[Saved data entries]
----------

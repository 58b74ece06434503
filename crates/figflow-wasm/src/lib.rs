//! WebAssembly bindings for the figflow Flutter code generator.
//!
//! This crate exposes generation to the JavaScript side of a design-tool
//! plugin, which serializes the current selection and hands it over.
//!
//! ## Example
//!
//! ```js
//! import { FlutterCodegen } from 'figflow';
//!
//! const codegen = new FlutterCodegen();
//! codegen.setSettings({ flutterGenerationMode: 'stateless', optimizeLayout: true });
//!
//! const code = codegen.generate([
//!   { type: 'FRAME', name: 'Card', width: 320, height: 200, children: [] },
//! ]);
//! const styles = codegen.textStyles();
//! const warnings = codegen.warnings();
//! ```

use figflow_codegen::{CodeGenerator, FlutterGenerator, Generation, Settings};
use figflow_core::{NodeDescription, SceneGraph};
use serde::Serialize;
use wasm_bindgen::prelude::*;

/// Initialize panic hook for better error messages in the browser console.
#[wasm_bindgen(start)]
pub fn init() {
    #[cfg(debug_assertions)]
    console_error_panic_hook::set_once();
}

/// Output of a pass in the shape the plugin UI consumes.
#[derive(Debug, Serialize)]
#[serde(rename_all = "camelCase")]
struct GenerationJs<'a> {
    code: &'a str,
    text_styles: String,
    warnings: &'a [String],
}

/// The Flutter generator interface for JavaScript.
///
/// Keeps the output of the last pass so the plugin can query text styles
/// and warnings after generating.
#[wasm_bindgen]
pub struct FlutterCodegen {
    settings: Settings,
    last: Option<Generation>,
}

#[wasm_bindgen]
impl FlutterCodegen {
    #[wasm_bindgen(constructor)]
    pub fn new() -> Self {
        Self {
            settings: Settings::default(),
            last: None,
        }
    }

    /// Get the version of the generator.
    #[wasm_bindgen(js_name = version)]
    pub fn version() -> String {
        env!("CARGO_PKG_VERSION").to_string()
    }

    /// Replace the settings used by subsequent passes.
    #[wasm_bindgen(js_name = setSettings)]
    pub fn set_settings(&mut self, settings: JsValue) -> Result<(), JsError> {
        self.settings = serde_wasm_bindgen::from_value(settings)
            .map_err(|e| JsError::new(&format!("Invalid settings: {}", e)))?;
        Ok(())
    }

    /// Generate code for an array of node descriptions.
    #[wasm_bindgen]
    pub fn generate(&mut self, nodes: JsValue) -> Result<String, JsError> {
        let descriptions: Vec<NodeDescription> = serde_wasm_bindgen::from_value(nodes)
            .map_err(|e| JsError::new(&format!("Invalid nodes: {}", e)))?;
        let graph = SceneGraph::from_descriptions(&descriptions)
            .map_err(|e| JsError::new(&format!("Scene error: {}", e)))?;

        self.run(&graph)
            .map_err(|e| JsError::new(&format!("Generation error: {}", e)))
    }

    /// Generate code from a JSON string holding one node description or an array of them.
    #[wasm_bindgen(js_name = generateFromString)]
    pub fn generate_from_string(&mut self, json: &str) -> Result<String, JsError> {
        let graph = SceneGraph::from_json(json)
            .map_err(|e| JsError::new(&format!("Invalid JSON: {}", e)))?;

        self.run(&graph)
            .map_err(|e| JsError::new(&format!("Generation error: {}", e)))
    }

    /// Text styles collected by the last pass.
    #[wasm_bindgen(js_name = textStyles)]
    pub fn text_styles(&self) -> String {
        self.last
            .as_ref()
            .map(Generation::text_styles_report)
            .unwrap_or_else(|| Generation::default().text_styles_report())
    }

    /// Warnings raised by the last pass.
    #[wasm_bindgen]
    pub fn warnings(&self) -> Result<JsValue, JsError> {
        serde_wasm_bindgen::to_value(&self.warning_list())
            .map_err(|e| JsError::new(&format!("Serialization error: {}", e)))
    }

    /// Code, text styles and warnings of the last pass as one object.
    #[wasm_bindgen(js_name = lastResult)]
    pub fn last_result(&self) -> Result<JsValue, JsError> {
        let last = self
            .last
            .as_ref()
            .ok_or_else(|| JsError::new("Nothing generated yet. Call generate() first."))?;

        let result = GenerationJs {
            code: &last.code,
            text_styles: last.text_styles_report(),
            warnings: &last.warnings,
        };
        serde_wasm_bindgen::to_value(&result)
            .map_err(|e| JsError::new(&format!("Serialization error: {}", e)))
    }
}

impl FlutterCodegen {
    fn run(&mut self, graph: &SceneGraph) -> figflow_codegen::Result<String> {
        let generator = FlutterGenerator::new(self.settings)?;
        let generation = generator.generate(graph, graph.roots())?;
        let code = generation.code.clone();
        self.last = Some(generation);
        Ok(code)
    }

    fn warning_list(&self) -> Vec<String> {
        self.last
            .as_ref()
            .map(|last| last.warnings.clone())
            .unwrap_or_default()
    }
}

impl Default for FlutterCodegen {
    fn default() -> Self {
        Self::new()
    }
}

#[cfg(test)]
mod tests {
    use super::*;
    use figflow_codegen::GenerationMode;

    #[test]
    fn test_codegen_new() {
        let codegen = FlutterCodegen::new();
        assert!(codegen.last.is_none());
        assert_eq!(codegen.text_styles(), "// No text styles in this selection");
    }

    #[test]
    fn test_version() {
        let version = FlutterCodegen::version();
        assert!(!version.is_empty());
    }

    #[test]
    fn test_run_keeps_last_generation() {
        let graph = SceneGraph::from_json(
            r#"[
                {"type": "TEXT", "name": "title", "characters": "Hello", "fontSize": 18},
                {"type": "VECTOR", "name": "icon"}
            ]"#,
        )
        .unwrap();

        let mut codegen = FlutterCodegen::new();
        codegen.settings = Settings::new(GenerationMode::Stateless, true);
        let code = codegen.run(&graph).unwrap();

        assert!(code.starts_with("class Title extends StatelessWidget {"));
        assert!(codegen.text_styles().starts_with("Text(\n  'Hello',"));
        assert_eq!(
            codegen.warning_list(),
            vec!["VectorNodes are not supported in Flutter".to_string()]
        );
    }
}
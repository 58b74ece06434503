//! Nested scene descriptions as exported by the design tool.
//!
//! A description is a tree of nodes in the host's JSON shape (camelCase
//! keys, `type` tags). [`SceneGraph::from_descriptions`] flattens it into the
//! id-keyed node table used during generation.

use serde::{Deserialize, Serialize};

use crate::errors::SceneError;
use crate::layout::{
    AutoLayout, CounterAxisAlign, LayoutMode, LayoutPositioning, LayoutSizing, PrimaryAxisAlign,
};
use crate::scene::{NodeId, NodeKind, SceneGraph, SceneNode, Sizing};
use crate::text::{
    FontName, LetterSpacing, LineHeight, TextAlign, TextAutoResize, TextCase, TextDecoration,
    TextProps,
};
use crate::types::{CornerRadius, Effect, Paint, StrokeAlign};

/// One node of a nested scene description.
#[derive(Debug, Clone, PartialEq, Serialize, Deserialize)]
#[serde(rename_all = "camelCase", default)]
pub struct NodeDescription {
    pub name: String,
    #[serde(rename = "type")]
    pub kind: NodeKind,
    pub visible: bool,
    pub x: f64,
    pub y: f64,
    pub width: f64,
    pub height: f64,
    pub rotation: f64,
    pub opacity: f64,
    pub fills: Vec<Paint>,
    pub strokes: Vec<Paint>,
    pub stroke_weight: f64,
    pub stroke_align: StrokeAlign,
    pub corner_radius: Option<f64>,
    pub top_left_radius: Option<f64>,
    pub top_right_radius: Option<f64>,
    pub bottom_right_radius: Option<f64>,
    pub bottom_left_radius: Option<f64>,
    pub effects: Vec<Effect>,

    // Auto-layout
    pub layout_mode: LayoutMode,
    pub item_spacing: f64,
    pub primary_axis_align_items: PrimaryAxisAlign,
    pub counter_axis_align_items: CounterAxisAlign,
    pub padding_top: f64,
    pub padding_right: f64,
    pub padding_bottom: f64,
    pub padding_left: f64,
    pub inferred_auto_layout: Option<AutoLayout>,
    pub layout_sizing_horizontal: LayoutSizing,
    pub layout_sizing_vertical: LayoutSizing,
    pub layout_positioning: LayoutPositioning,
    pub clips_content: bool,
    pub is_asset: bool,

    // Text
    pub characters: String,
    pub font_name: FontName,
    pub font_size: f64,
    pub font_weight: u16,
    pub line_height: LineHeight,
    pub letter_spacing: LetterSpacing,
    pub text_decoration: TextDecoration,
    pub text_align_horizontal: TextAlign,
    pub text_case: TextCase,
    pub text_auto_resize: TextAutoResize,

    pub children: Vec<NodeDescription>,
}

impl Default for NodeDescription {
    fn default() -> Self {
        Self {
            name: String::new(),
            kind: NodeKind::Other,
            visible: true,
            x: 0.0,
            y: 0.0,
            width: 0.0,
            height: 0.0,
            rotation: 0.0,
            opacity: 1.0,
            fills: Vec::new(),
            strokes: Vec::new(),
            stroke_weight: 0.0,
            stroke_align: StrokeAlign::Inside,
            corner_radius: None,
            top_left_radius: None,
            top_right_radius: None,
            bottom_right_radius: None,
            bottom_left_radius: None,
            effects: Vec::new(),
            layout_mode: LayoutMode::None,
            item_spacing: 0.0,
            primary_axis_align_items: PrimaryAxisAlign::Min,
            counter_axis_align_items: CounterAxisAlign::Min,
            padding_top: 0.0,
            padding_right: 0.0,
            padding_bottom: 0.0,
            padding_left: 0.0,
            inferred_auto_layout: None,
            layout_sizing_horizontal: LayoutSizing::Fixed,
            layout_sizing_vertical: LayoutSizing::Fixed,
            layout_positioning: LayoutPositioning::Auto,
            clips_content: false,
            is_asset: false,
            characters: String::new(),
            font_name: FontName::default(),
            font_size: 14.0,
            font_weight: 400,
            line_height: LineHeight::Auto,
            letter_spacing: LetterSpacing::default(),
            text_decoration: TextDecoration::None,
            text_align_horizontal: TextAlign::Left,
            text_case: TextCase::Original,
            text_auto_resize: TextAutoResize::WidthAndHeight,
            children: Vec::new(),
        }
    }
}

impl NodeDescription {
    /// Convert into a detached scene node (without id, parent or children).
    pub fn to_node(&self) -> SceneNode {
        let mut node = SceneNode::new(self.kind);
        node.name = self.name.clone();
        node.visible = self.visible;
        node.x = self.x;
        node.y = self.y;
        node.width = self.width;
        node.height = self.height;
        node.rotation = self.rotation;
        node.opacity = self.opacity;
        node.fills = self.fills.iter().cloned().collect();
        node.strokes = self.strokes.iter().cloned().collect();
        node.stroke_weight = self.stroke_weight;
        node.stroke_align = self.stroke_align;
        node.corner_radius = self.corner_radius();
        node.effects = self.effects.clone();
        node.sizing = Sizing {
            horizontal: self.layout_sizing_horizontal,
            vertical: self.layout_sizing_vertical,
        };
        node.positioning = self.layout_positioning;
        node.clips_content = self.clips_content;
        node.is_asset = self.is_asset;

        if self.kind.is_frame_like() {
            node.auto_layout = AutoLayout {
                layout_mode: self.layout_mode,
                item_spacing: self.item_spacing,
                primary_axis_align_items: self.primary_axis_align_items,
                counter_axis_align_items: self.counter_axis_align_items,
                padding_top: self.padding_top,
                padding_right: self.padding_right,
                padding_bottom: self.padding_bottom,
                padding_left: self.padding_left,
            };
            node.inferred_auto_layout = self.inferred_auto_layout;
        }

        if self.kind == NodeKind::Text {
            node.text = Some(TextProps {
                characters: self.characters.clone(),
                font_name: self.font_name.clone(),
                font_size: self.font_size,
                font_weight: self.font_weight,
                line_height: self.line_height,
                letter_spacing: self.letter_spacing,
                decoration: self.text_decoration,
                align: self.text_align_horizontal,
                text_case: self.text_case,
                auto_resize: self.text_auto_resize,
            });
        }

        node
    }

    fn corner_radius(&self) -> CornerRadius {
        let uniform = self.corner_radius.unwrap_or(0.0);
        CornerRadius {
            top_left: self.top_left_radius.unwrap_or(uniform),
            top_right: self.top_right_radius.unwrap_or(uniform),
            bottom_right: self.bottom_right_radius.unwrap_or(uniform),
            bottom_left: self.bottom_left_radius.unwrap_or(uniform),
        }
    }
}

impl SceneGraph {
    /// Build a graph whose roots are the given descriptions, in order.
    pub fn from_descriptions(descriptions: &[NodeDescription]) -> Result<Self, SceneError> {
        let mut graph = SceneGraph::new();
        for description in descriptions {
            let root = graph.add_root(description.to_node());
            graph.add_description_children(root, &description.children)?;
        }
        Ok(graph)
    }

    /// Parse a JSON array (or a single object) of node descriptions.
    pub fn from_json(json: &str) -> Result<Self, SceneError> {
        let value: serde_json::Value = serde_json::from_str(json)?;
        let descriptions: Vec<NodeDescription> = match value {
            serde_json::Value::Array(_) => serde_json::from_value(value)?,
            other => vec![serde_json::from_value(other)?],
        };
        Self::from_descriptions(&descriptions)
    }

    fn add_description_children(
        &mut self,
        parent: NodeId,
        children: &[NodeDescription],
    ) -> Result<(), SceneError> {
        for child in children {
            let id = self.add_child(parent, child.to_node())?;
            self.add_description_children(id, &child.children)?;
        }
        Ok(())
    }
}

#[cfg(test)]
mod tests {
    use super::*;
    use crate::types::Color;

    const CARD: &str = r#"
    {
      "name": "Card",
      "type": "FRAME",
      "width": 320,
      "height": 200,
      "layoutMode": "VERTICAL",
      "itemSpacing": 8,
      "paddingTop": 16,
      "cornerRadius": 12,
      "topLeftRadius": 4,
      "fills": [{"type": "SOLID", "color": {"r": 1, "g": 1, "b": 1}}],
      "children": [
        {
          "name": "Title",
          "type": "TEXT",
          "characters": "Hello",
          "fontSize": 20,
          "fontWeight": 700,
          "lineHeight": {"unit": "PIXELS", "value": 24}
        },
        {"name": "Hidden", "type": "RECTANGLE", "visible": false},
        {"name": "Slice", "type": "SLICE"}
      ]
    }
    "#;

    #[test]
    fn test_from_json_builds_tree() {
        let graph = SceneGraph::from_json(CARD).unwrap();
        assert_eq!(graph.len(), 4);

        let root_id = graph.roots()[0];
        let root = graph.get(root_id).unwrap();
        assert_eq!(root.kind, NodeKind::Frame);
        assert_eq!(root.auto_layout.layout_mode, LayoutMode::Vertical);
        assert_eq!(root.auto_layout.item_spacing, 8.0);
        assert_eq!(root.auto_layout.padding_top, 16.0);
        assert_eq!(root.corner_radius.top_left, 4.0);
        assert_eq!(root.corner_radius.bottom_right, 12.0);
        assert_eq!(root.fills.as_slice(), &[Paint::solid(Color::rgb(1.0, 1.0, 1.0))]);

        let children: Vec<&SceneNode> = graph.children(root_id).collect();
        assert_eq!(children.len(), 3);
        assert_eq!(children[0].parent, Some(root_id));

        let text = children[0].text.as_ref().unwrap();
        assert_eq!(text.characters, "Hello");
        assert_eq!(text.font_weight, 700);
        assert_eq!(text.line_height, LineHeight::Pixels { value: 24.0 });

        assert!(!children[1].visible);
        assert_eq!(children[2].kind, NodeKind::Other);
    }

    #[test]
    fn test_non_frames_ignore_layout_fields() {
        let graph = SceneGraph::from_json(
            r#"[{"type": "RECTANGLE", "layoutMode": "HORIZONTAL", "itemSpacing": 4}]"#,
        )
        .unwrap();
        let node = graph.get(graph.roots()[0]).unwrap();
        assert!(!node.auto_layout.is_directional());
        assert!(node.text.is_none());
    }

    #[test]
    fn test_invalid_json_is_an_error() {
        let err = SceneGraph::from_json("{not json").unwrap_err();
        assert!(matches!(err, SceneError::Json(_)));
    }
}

----------

### [Task brief]
In the data above, start at the line that has "collected by the last pass.", stop after the line that has "as one object.", and print every line in between exactly as it stands.

### [Solution to this exercise]
    /// Text styles collected by the last pass.
    #[wasm_bindgen(js_name = textStyles)]
    pub fn text_styles(&self) -> String {
        self.last
            .as_ref()
            .map(Generation::text_styles_report)
            .unwrap_or_else(|| Generation::default().text_styles_report())
    }

    /// Warnings raised by the last pass.
    #[wasm_bindgen]
    pub fn warnings(&self) -> Result<JsValue, JsError> {
        serde_wasm_bindgen::to_value(&self.warning_list())
            .map_err(|e| JsError::new(&format!("Serialization error: {}", e)))
    }

    /// Code, text styles and warnings of the last pass as one object.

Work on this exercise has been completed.